Yeah, it made Paul seem, and often sound extreme, and to so many, extremely too too much. 

But whatever was an asset to me, I count as loss for the sake of Christ. More than that, I count all things as loss compared to the surpassing excellence of knowing Christ Jesus my Lord, for whom I have lost all things. 

I consider them _rubbish_, ( refuse, dregs, dung) that I may gain Christ and be found in Him, not having my own righteousness from the Law, but that which is through faith in Christ, the righteousness from God on the basis of faith. I want to know Christ and the power of His resurrection and the fellowship of His sufferings, being conformed to Him in His death, so that I may somehow attain to the resurrection from the dead.
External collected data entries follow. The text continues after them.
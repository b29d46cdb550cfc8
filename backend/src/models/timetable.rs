//! Timetable (faculty assignment) records.

use chrono::{DateTime, Utc};
use serde::{Deserialize, Serialize};

use super::ids::{AssignmentId, FacultyId, SchoolId};
use super::time::{TimeError, TimeOfDay, TimeSlot, Weekday};

/// Reasons an assignment request is rejected before touching storage.
#[derive(Debug, Clone, PartialEq, Eq, thiserror::Error)]
pub enum InvalidAssignment {
    #[error("missing required field '{0}'")]
    MissingField(&'static str),
    #[error(transparent)]
    Time(#[from] TimeError),
}

/// A stored timetable entry: one faculty member teaching one class in one slot.
#[derive(Debug, Clone, PartialEq, Serialize, Deserialize)]
pub struct Assignment {
    pub id: AssignmentId,
    pub faculty_id: FacultyId,
    pub school_id: SchoolId,
    pub grade: String,
    pub subject: String,
    pub day: Weekday,
    pub start_time: TimeOfDay,
    pub end_time: TimeOfDay,
    pub created_at: DateTime<Utc>,
}

impl Assignment {
    /// Materialize a validated request into a stored record.
    pub fn from_new(id: AssignmentId, new: NewAssignment, created_at: DateTime<Utc>) -> Self {
        Self {
            id,
            faculty_id: new.faculty_id,
            school_id: new.school_id,
            grade: new.grade,
            subject: new.subject,
            day: new.day,
            start_time: new.start_time,
            end_time: new.end_time,
            created_at,
        }
    }

    pub fn slot(&self) -> TimeSlot {
        TimeSlot {
            day: self.day,
            start: self.start_time,
            end: self.end_time,
        }
    }
}

/// Request body for creating an assignment.
#[derive(Debug, Clone, PartialEq, Serialize, Deserialize)]
pub struct NewAssignment {
    pub faculty_id: FacultyId,
    pub school_id: SchoolId,
    pub grade: String,
    pub subject: String,
    pub day: Weekday,
    pub start_time: TimeOfDay,
    pub end_time: TimeOfDay,
}

impl NewAssignment {
    /// Check required fields and the `start < end` invariant.
    ///
    /// Returns the requested slot on success.
    pub fn validate(&self) -> Result<TimeSlot, InvalidAssignment> {
        if self.subject.trim().is_empty() {
            return Err(InvalidAssignment::MissingField("subject"));
        }
        if self.grade.trim().is_empty() {
            return Err(InvalidAssignment::MissingField("grade"));
        }
        Ok(TimeSlot::new(self.day, self.start_time, self.end_time)?)
    }
}

/// Partial update for an assignment. Absent fields keep their stored value.
#[derive(Debug, Clone, Default, PartialEq, Serialize, Deserialize)]
pub struct AssignmentPatch {
    #[serde(default)]
    pub faculty_id: Option<FacultyId>,
    #[serde(default)]
    pub school_id: Option<SchoolId>,
    #[serde(default)]
    pub grade: Option<String>,
    #[serde(default)]
    pub subject: Option<String>,
    #[serde(default)]
    pub day: Option<Weekday>,
    #[serde(default)]
    pub start_time: Option<TimeOfDay>,
    #[serde(default)]
    pub end_time: Option<TimeOfDay>,
}

impl AssignmentPatch {
    pub fn is_empty(&self) -> bool {
        self == &AssignmentPatch::default()
    }

    /// Whether the patch changes who teaches or when.
    pub fn moves_slot(&self) -> bool {
        self.faculty_id.is_some()
            || self.day.is_some()
            || self.start_time.is_some()
            || self.end_time.is_some()
    }

    /// Overlay this patch on a stored record.
    pub fn merge(&self, current: &Assignment) -> NewAssignment {
        NewAssignment {
            faculty_id: self.faculty_id.unwrap_or(current.faculty_id),
            school_id: self.school_id.unwrap_or(current.school_id),
            grade: self.grade.clone().unwrap_or_else(|| current.grade.clone()),
            subject: self.subject.clone().unwrap_or_else(|| current.subject.clone()),
            day: self.day.unwrap_or(current.day),
            start_time: self.start_time.unwrap_or(current.start_time),
            end_time: self.end_time.unwrap_or(current.end_time),
        }
    }
}

/// Timetable row enriched with display names and a conflict flag.
#[derive(Debug, Clone, PartialEq, Serialize, Deserialize)]
pub struct TimetableEntry {
    #[serde(flatten)]
    pub assignment: Assignment,
    pub faculty_name: Option<String>,
    pub school_name: Option<String>,
    /// Set when the entry overlaps another entry of the same faculty member.
    pub conflicting: bool,
}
Yes...Paul saw something. And the seeing led to more seeing...and seeking...and more and more, and more.

And a panting man might be hard understood, unless one is running with him. But he was not ashamed to say "follow me as I follow"...run...run! with me. We will know each others words...and signals. For they come from the One we run to. For the love of Christ! Run...with me!

And know who gives the strength in that running...the prize itself, Himself, has in Him all the power to give strength...to run. The light will attract...all that has ever been given to perceive...even glimmer...of light. Brighter, and brighter...to the coming day.

Run past all tangles, and snares, and briers and brambles the "head" of all speed...carries us past them...as though they are (what they truly are)...nothing.

He made no mistake in this saying 

I am crucified with Christ: nevertheless I live; yet not I, but Christ liveth in me: and the life which I now live in the flesh I live by the faith of the Son of God, who loved me, and gave himself for me.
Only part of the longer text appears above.